Relationships usually start pretty well. In the beginning, everyone is on their best behavior and will go out of their way to make things easy for one another. Then, around the third date, you find out about that particular medical condition or what colors will be used in the wedding. Just like people, the courtship between our beloved applications and "The Cloud" has started off showing great promise. The cost of running our applications has decreased, our applications are magically up to date whenever we use them. And if that server hardware dies you are not getting calls at 3AM to deal with it.

But now that applications and the Cloud have been going steady for a bit, we are starting to discover where there is room for improvement in the relationship. First, applications love API's. SDK's, SOAP, REST, code libraries, messages, etc. are how applications interface with the environments they run in. So the hip applications for the Cloud take advantage of the API's that are offered by Cloud vendors. The problem with this approach is that adding a specific Cloud vendor's API to your app is like writing a web application that only works with one web browser. Yes different Cloud vendors have similarities but the application bears the burden of supporting each Cloud vendor.

In addition to using Cloud API's, modern applications need deep granularity, visibility and control of the environments they run in. Applications thrive on simple, well-defined, programmatic access to the services they consume. Applications also use low-level resources such as memory, processing, and disks or higher level services such as databases, component software, networking, load balancing, disaster recovery, high availability, application performance data, or security. Each type of service can be offered in 20 different flavors by 20 different vendors, and to further complicate things, each one of these combinations may be delivered by each Cloud vendor in a different delivery model (think SOAP, REST, XML, Json, etc.)
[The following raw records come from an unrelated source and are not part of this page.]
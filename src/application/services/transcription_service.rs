use std::sync::Arc;

use crate::application::ports::{
    ModelClientError, ModelClientFactory, ResultStore, ResultStoreError,
};
use crate::domain::{AudioPayload, TranscriptionResult, ANALYSIS_INSTRUCTION};

/// Linear transcription pipeline: initialize the model handle, decode the
/// payload, submit it with the fixed instruction, persist the result.
///
/// The model handle is obtained fresh per call and dropped afterwards; the
/// factory decides whether that is a new connection or a shared one.
pub struct TranscriptionService<M, S>
where
    M: ModelClientFactory,
    S: ResultStore,
{
    model_factory: Arc<M>,
    result_store: Arc<S>,
}

impl<M, S> TranscriptionService<M, S>
where
    M: ModelClientFactory,
    S: ResultStore,
{
    pub fn new(model_factory: Arc<M>, result_store: Arc<S>) -> Self {
        Self {
            model_factory,
            result_store,
        }
    }

    pub async fn transcribe(
        &self,
        payload: &AudioPayload,
    ) -> Result<TranscriptionResult, TranscribeError> {
        let Some(model) = self.model_factory.initialize().await else {
            return Err(TranscribeError::InitializationFailed);
        };

        let audio = payload.decode().map_err(|e| {
            tracing::warn!(error = %e, "Rejected malformed audio payload");
            TranscribeError::InvalidAudio(e.to_string())
        })?;

        tracing::debug!(bytes = audio.len(), "Submitting audio for analysis");

        let text = model
            .generate(&audio, ANALYSIS_INSTRUCTION)
            .await
            .map_err(|e| match e {
                ModelClientError::ServiceUnavailable(m) => {
                    tracing::error!(error = %m, "Model service unavailable");
                    TranscribeError::ServiceUnavailable(m)
                }
                ModelClientError::InvalidAudio(m) => {
                    tracing::warn!(error = %m, "Remote api rejected audio");
                    TranscribeError::InvalidAudio(m)
                }
                ModelClientError::Unexpected(m) => {
                    tracing::error!(error = %m, "Unexpected model client failure");
                    TranscribeError::Unexpected(m)
                }
            })?;

        let result = TranscriptionResult::new(text);

        // Fail closed: a result we could not persist is not reported as a
        // success, matching the pipeline's single-outcome contract.
        self.result_store.persist(result.text()).await.map_err(|e| {
            tracing::error!(error = %e, "Failed to persist transcription result");
            TranscribeError::Persist(e)
        })?;

        tracing::info!(chars = result.text().len(), "Transcription completed");

        Ok(result)
    }
}

#[derive(Debug, thiserror::Error)]
pub enum TranscribeError {
    #[error("model client initialization failed")]
    InitializationFailed,
    #[error("invalid audio data: {0}")]
    InvalidAudio(String),
    #[error("service unavailable: {0}")]
    ServiceUnavailable(String),
    #[error("persist: {0}")]
    Persist(#[from] ResultStoreError),
    #[error("{0}")]
    Unexpected(String),
}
One answer for these problems is the concept of a Cloud broker or proxy. This "middleman" approach does offer some advantages but it is another moving part between the application and the actual Cloud which must be maintained and diagnosed if something goes wrong. These types of services will continue to grow, but there may be other approaches that gain more steam.

So if we do a relationship check, applications want more services that are easier to consume in standard ways and Clouds want to provide more services that make it simpler for applications to run on them.

One of the best ways to forecast the future is to look at the past. The good news is that these types of relationship problems have happened before and some great solutions emerged to solve them. In the 1970's, the industry struggled with the challenge of storing and retrieving data. Vendors had specific API's for their products that provided generally the same capabilities but each vendor offered different features and the delivery of those features via input/output were different as well. What emerged as a solution was a domain specific language for queuing and modifying data called SQL. Using a language to describe the storage and querying of data made it possible for databases to offer a simple well defined interface to applications. Each vendor backed the language with their own special sauce and the end result was that applications could use a single centralized language which made it easier to switch from one database to another.